▶ [The task]: Search the records for the string "FeedError" and return each line that has it.

BEGIN Exercise inputs

use quick_xml::events::{BytesStart, Event};
use quick_xml::Reader;

use super::{Node, Value, ATTRIBUTE_PREFIX, TEXT_KEY};
use crate::error::FeedError;

/// SEC-003: Maximum allowed element nesting depth.
/// Prevents stack exhaustion from maliciously crafted deeply nested documents.
pub const MAX_TREE_DEPTH: usize = 64;

/// An element whose start tag has been read but not its end tag.
struct Frame {
    name: String,
    path: String,
    node: Node,
    text: String,
    /// `xmlns:prefix` declarations made on this element, prefix lower-cased.
    bindings: Vec<(String, String)>,
}

/// Tokenizes markup into a raw [`Node`] tree.
///
/// The returned node is the document itself: its entries are the top-level
/// elements (normally exactly one). Element and attribute names keep their
/// source spelling; lower-casing and prefix rewriting happen later in
/// namespace normalization.
///
/// Text and attribute values are kept raw. Entity references are not decoded
/// here and CDATA sections are preserved as literal `<![CDATA[...]]>`
/// segments, so later coercion can tell the two apart. Whitespace-only text
/// is dropped. An element carrying nothing but text collapses to a bare
/// [`Value::Text`].
///
/// `stop_nodes` lists lower-case dotted element paths (for example
/// `rss.channel.item.description`) whose inner markup is captured verbatim
/// as text instead of being decomposed further. Path segments are the
/// lower-cased element names as written; use [`read_tree_with`] to compare
/// them in another spelling.
///
/// # Errors
///
/// - [`FeedError::Xml`] for malformed markup, mismatched or missing end tags
/// - [`FeedError::MaxDepthExceeded`] when nesting passes [`MAX_TREE_DEPTH`]
///
/// # Security
///
/// SEC-002: quick-xml (0.37) never parses `<!ENTITY>` declarations from the
/// DOCTYPE and this reader never unescapes, so `&xxe;` style references stay
/// literal text all the way through.
pub fn read_tree(xml: &str, stop_nodes: &[&str]) -> Result<Node, FeedError> {
    read_tree_with(xml, stop_nodes, |name, _| name.to_ascii_lowercase())
}

/// Like [`read_tree`], but each stop-node path segment is produced by
/// `segment(name, uri)`, where `uri` is the in-scope `xmlns:` binding of the
/// element's prefix, if any. The tree itself keeps source spelling.
pub fn read_tree_with<F>(xml: &str, stop_nodes: &[&str], segment: F) -> Result<Node, FeedError>
where
    F: Fn(&str, Option<&str>) -> String,
{
    let mut reader = Reader::from_str(xml);
    reader.config_mut().trim_text(false);

    let mut document = Node::new();
    let mut stack: Vec<Frame> = Vec::new();

    loop {
        match reader.read_event() {
            Ok(Event::Start(e)) => {
                // SEC-003: Reject excessively nested documents
                if stack.len() >= MAX_TREE_DEPTH {
                    return Err(FeedError::MaxDepthExceeded(MAX_TREE_DEPTH));
                }

                let name = element_name(&e);
                let node = read_attributes(&e);
                let bindings = prefix_bindings(&node);
                let uri = bound_uri(&name, &bindings, &stack);
                let step = segment(&name, uri);
                let path = match stack.last() {
                    Some(parent) => format!("{}.{}", parent.path, step),
                    None => step,
                };

                if stop_nodes.iter().any(|stop| *stop == path) {
                    let span = reader.read_to_end(e.name())?;
                    let raw = xml
                        .get(span.start as usize..span.end as usize)
                        .unwrap_or_default();
                    let value = finish_element(node, raw.to_string());
                    attach(&mut stack, &mut document, name, value);
                } else {
                    stack.push(Frame {
                        name,
                        path,
                        node,
                        text: String::new(),
                        bindings,
                    });
                }
            }
            Ok(Event::Empty(e)) => {
                if stack.len() >= MAX_TREE_DEPTH {
                    return Err(FeedError::MaxDepthExceeded(MAX_TREE_DEPTH));
                }
                let name = element_name(&e);
                let value = finish_element(read_attributes(&e), String::new());
                attach(&mut stack, &mut document, name, value);
            }
            Ok(Event::Text(t)) => {
                if let Some(frame) = stack.last_mut() {
                    frame.text.push_str(&String::from_utf8_lossy(&t));
                }
            }
            Ok(Event::CData(c)) => {
                if let Some(frame) = stack.last_mut() {
                    frame.text.push_str("<![CDATA[");
                    frame.text.push_str(&String::from_utf8_lossy(&c));
                    frame.text.push_str("]]>");
                }
            }
            Ok(Event::End(_)) => {
                // quick-xml has already verified the end tag matches the open element.
                if let Some(frame) = stack.pop() {
                    let value = finish_element(frame.node, frame.text);
                    attach(&mut stack, &mut document, frame.name, value);
                }
            }
            Ok(Event::Eof) => {
                if let Some(open) = stack.last() {
                    return Err(FeedError::Xml(format!(
                        "unexpected end of document inside <{}>",
                        open.name
                    )));
                }
                break;
            }
            Err(e) => return Err(FeedError::Xml(e.to_string())),
            // Declarations, processing instructions, comments and DOCTYPE carry no content
            Ok(_) => {}
        }
    }

    Ok(document)
}

fn element_name(e: &BytesStart<'_>) -> String {
    String::from_utf8_lossy(e.name().as_ref()).into_owned()
}

fn read_attributes(e: &BytesStart<'_>) -> Node {
    let mut node = Node::new();
    for attr_result in e.attributes().with_checks(false) {
        let attr = match attr_result {
            Ok(attr) => attr,
            Err(e) => {
                tracing::warn!(error = %e, "Skipping malformed attribute");
                continue;
            }
        };
        let key = String::from_utf8_lossy(attr.key.as_ref());
        let value = String::from_utf8_lossy(&attr.value).into_owned();
        node.insert(format!("{ATTRIBUTE_PREFIX}{key}"), Value::Text(value));
    }
    node
}

fn prefix_bindings(node: &Node) -> Vec<(String, String)> {
    node.entries()
        .filter_map(|(key, value)| {
            let prefix = key.strip_prefix("@xmlns:")?;
            Some((prefix.to_ascii_lowercase(), value.as_str()?.to_string()))
        })
        .collect()
}

/// The URI bound to `name`'s prefix, searching the element's own
/// declarations before its ancestors'.
fn bound_uri<'a>(
    name: &str,
    own: &'a [(String, String)],
    stack: &'a [Frame],
) -> Option<&'a str> {
    let (prefix, _) = name.split_once(':')?;
    let prefix = prefix.to_ascii_lowercase();
    std::iter::once(own)
        .chain(stack.iter().rev().map(|frame| frame.bindings.as_slice()))
        .flat_map(|bindings| bindings.iter())
        .find(|(declared, _)| *declared == prefix)
        .map(|(_, uri)| uri.as_str())
}

fn finish_element(mut node: Node, text: String) -> Value {
    if !text.trim().is_empty() {
        if node.is_empty() {
            return Value::Text(text);
        }
        node.append(TEXT_KEY, Value::Text(text));
    }
    if node.is_empty() {
        Value::Text(String::new())
    } else {
        Value::Node(node)
    }
}

fn attach(stack: &mut [Frame], document: &mut Node, name: String, value: Value) {
    match stack.last_mut() {
        Some(parent) => parent.node.append(name, value),
        None => document.append(name, value),
    }
}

END Exercise inputs

▶ [Exercise output]:
use crate::error::FeedError;
/// - [`FeedError::Xml`] for malformed markup, mismatched or missing end tags
/// - [`FeedError::MaxDepthExceeded`] when nesting passes [`MAX_TREE_DEPTH`]
pub fn read_tree(xml: &str, stop_nodes: &[&str]) -> Result<Node, FeedError> {
pub fn read_tree_with<F>(xml: &str, stop_nodes: &[&str], segment: F) -> Result<Node, FeedError>
                    return Err(FeedError::MaxDepthExceeded(MAX_TREE_DEPTH));
                    return Err(FeedError::MaxDepthExceeded(MAX_TREE_DEPTH));
                    return Err(FeedError::Xml(format!(
            Err(e) => return Err(FeedError::Xml(e.to_string())),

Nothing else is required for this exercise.